25 Ocak 2014 Cumartesi

Kız Kıza Eğlensek...


Klasik bir kız eğlencesini, Taksim'de yapmaya karar verdik. Gezip, yemek yeyip, dans edecektik ama nerede? 

Uzun zamandır gitmek istediğim ama vakit bulamadığım Taksim'de ki J'adore'a o akşam gidebildim. İsmini çok duymuştum ve herkes, çok fazla övüyordu. E tabi ki beklentim yükseldi. J'adore'a gittim, Taksim'in ara sokaklarında, köşede sıkışmış kalmış küçük bir mekandı ve çok ışıklı süslüydü. İçeri girince sol tarafımda, çikolata ve şeker tezgahı, Harry Potter filminden çıkmış gibiydi. İlk izlenim, süperdi. Oturacağımız yer, bir çatı katıydı ve Fransız filmlerini çok sevmesem de, filmlerden gördüğüm kadarıyla, Fransız pasta hanesini andırıyordu. Loş ışıklarla süslendirilmiş bir çatı katı. Okuyunca, kulağa çok harika gibi gelebilir  ama beklentinizi çok yükseltmeyin çünkü mekan, sadece orijinal, çok karşılaşmadığımız bir tarzda... Onun dışında, size sıra dışı bir mimarisi olmadığını veya çok farklı bir hizmet sunmadıklarını söyleyebilirim.
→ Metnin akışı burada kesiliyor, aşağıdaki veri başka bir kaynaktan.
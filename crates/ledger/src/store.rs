//! Ledger persistence.

use std::collections::HashMap;
use std::sync::Arc;

use async_trait::async_trait;
use chrono::Utc;
use common::{Money, OrderId, PayoutId, SellerId, WalletId};
use tokio::sync::Mutex;

use crate::posting::{self, PostingDecision};
use crate::{
    LedgerError, PayoutRequest, PayoutStatus, Result, TransactionType, Wallet, WalletTransaction,
};

/// An order-driven ledger entry to post.
#[derive(Debug, Clone, Copy, PartialEq, Eq)]
pub struct OrderEntry {
    pub seller_id: SellerId,
    pub order_id: OrderId,
    pub kind: TransactionType,
    pub commission: Money,
}

/// What posting an order entry did.
#[derive(Debug, Clone, PartialEq)]
pub enum PostOutcome {
    Applied {
        wallet: Wallet,
        transaction: WalletTransaction,
    },
    /// Already posted; nothing changed.
    Duplicate { wallet: Wallet },
    /// A later stage of the order was already posted; nothing changed.
    Superseded {
        wallet: Wallet,
        by: TransactionType,
    },
    /// Cancellation of an order that never locked commission; nothing changed.
    NothingLocked { wallet: Wallet },
}

/// Storage for wallets, ledger entries and payout requests.
///
/// Every balance change and its ledger entry are written in one atomic
/// step. Order entries are unique per `(wallet, order, type)`.
#[async_trait]
pub trait LedgerStore: Send + Sync {
    /// Gets or creates the seller's wallet and posts the entry under lock.
    async fn post(&self, entry: OrderEntry) -> Result<PostOutcome>;

    async fn wallet(&self, seller_id: SellerId) -> Result<Option<Wallet>>;

    /// Ledger entries of a wallet, oldest first.
    async fn transactions(&self, wallet_id: WalletId) -> Result<Vec<WalletTransaction>>;

    /// Creates a pending payout if `amount` does not exceed the available
    /// balance.
    async fn create_payout(
        &self,
        seller_id: SellerId,
        amount: Money,
        notes: Option<String>,
    ) -> Result<PayoutRequest>;

    async fn payout(&self, payout_id: PayoutId) -> Result<Option<PayoutRequest>>;

    /// Payout requests of a wallet, newest first.
    async fn payouts(&self, wallet_id: WalletId) -> Result<Vec<PayoutRequest>>;

    /// Approves a pending payout, debiting the available balance.
    async fn process_payout(
        &self,
        payout_id: PayoutId,
    ) -> Result<(PayoutRequest, Wallet, WalletTransaction)>;

    /// Rejects a pending payout. Balances are untouched.
    async fn reject_payout(
        &self,
        payout_id: PayoutId,
        notes: Option<String>,
    ) -> Result<PayoutRequest>;
}

#[derive(Default)]
struct InMemoryLedger {
    wallets: HashMap<SellerId, Wallet>,
    transactions: Vec<WalletTransaction>,
    payouts: HashMap<PayoutId, PayoutRequest>,
}

impl InMemoryLedger {
    fn wallet_by_id(&mut self, wallet_id: WalletId) -> Result<&mut Wallet> {
        self.wallets
            .values_mut()
            .find(|w| w.id == wallet_id)
            .ok_or_else(|| LedgerError::NotFound(format!("wallet {wallet_id}")))
    }

    fn pending_payout(&self, payout_id: PayoutId, to: PayoutStatus) -> Result<PayoutRequest> {
        let payout = self
            .payouts
            .get(&payout_id)
            .ok_or_else(|| LedgerError::NotFound(format!("payout request {payout_id}")))?;
        if payout.status != PayoutStatus::Pending {
            return Err(LedgerError::InvalidPayoutTransition {
                from: payout.status,
                to,
            });
        }
        Ok(payout.clone())
    }
}

/// In-memory ledger for development and testing.
///
/// One mutex guards all state, so each operation is atomic.
#[derive(Clone, Default)]
pub struct InMemoryLedgerStore {
    state: Arc<Mutex<InMemoryLedger>>,
}

impl InMemoryLedgerStore {
    pub fn new() -> Self {
        Self::default()
    }

    /// Returns the total number of ledger entries stored.
    pub async fn transaction_count(&self) -> usize {
        self.state.lock().await.transactions.len()
    }
}

#[async_trait]
impl LedgerStore for InMemoryLedgerStore {
    async fn post(&self, entry: OrderEntry) -> Result<PostOutcome> {
        let mut state = self.state.lock().await;
        let state = &mut *state;

        let wallet = state
            .wallets
            .entry(entry.seller_id)
            .or_insert_with(|| Wallet::new(entry.seller_id));

        let prior: Vec<TransactionType> = state
            .transactions
            .iter()
            .filter(|t| t.wallet_id == wallet.id && t.order_id == Some(entry.order_id))
            .map(|t| t.kind)
            .collect();

        match posting::decide(entry.kind, &prior) {
            PostingDecision::Duplicate => {
                return Ok(PostOutcome::Duplicate {
                    wallet: wallet.clone(),
                });
            }
            PostingDecision::Superseded(by) => {
                return Ok(PostOutcome::Superseded {
                    wallet: wallet.clone(),
                    by,
                });
            }
            PostingDecision::NothingLocked => {
                return Ok(PostOutcome::NothingLocked {
                    wallet: wallet.clone(),
                });
            }
            PostingDecision::Apply => {}
        }

        let posting = posting::order_posting(entry.kind, wallet.balances(), entry.commission)?;
        wallet.set_balances(posting.balances);

        let transaction = WalletTransaction {
            id: state.transactions.len() as i64 + 1,
            wallet_id: wallet.id,
            order_id: Some(entry.order_id),
            payout_id: None,
            kind: posting.kind,
            amount: posting.amount,
            balance_before: posting.balance_before,
            balance_after: posting.balance_after,
            description: None,
            created_at: Utc::now(),
        };
        state.transactions.push(transaction.clone());

        Ok(PostOutcome::Applied {
            wallet: wallet.clone(),
            transaction,
        })
    }

    async fn wallet(&self, seller_id: SellerId) -> Result<Option<Wallet>> {
        Ok(self.state.lock().await.wallets.get(&seller_id).cloned())
    }

    async fn transactions(&self, wallet_id: WalletId) -> Result<Vec<WalletTransaction>> {
        Ok(self
            .state
            .lock()
            .await
            .transactions
            .iter()
            .filter(|t| t.wallet_id == wallet_id)
            .cloned()
            .collect())
    }

    async fn create_payout(
        &self,
        seller_id: SellerId,
        amount: Money,
        notes: Option<String>,
    ) -> Result<PayoutRequest> {
        let mut state = self.state.lock().await;
        let wallet = state
            .wallets
            .get(&seller_id)
            .ok_or_else(|| LedgerError::NotFound(format!("wallet for seller {seller_id}")))?;
        if amount > wallet.available_balance {
            return Err(LedgerError::InsufficientBalance {
                requested: amount,
                available: wallet.available_balance,
            });
        }

        let payout = PayoutRequest {
            id: PayoutId::new(),
            wallet_id: wallet.id,
            amount,
            status: PayoutStatus::Pending,
            notes,
            created_at: Utc::now(),
            processed_at: None,
        };
        state.payouts.insert(payout.id, payout.clone());
        Ok(payout)
    }

    async fn payout(&self, payout_id: PayoutId) -> Result<Option<PayoutRequest>> {
        Ok(self.state.lock().await.payouts.get(&payout_id).cloned())
    }

    async fn payouts(&self, wallet_id: WalletId) -> Result<Vec<PayoutRequest>> {
        let state = self.state.lock().await;
        let mut payouts: Vec<PayoutRequest> = state
            .payouts
            .values()
            .filter(|p| p.wallet_id == wallet_id)
            .cloned()
            .collect();
        payouts.sort_by(|a, b| b.created_at.cmp(&a.created_at));
        Ok(payouts)
    }

    async fn process_payout(
        &self,
        payout_id: PayoutId,
    ) -> Result<(PayoutRequest, Wallet, WalletTransaction)> {
        let mut state = self.state.lock().await;
        let mut payout = state.pending_payout(payout_id, PayoutStatus::Processed)?;
        let next_id = state.transactions.len() as i64 + 1;

        let wallet = state.wallet_by_id(payout.wallet_id)?;
        let posting = posting::payout_processed(wallet.balances(), payout.amount)?;
        wallet.set_balances(posting.balances);
        let wallet = wallet.clone();

        let now = Utc::now();
        let transaction = WalletTransaction {
            id: next_id,
            wallet_id: wallet.id,
            order_id: None,
            payout_id: Some(payout.id),
            kind: posting.kind,
            amount: posting.amount,
            balance_before: posting.balance_before,
            balance_after: posting.balance_after,
            description: Some(format!("Payout {}", payout.id)),
            created_at: now,
        };
        state.transactions.push(transaction.clone());

        payout.status = PayoutStatus::Processed;
        payout.processed_at = Some(now);
        state.payouts.insert(payout.id, payout.clone());

        Ok((payout, wallet, transaction))
    }

    async fn reject_payout(
        &self,
        payout_id: PayoutId,
        notes: Option<String>,
    ) -> Result<PayoutRequest> {
        let mut state = self.state.lock().await;
        let mut payout = state.pending_payout(payout_id, PayoutStatus::Rejected)?;

        payout.status = PayoutStatus::Rejected;
        payout.processed_at = Some(Utc::now());
        if notes.is_some() {
            payout.notes = notes;
        }
        state.payouts.insert(payout.id, payout.clone());
        Ok(payout)
    }
}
yemektarifleriyaz.blogspot.com'dan alınmıştır.
Yemekten fotoğraf çekmeyi unutmusum. 
J'adore'un en ünlü tatlısı, Oh La La Beatrice... Bir tabak dolusu, çikolata ve meyve içinde çikolatalı kek. Çok bir numarası yok, evde de ıslak kekle, top kekle yapabileceğiniz bir lezzet ama mekan ve arkadaşlar, keyif almanız için yeterli olacaktır. Ben J'adore'u sevdim ve keyif aldım. Kısmet, diğer tatlılarına...












 İkinci konağımız, Galata ışıklarını bir içimize çekip, fotoğraflarımızı çektikten sonra Galata'nın yakınında ki Sensus mekanımız. Hemen Galata'nın yanında ki ara sokaklardan birinde, küçük bir demir kapısıyla içi kocaman bir şarap mahzeni...İşte Sensus, o gecenin favori mekanıydı. Burası da, bana Hobbit köyünün mahzenlerini andırıyor. Üç arkadaş, bir şişe şarap söyledik ve şarküteri tabağı... Benim tatlıdan sonra acıkma durumum olduğu için, ekstra paçanga böreği söyledim ve tadı hoştu. Şarküteri tabağımız da; peynirler ve salam çeşitlerinden oluşuyor. Çok tanıdık olmadığım lezzetlerdi, hoşuma gitti. Şarabın ismini malesef hatırlamıyorum ama arkadaşım Sensus'un sadece Türk şarabı sattığını söyledi. Bu çok ilginçti çünkü mekan da çok fazla farklı şarap vardı. Bu kadar şarabımız olduğuna inanamadım pek. Mekanın tek negatif yanı, akşam saat 11'de kapatmasıydı. Keyfimiz kursağımızda kaldı.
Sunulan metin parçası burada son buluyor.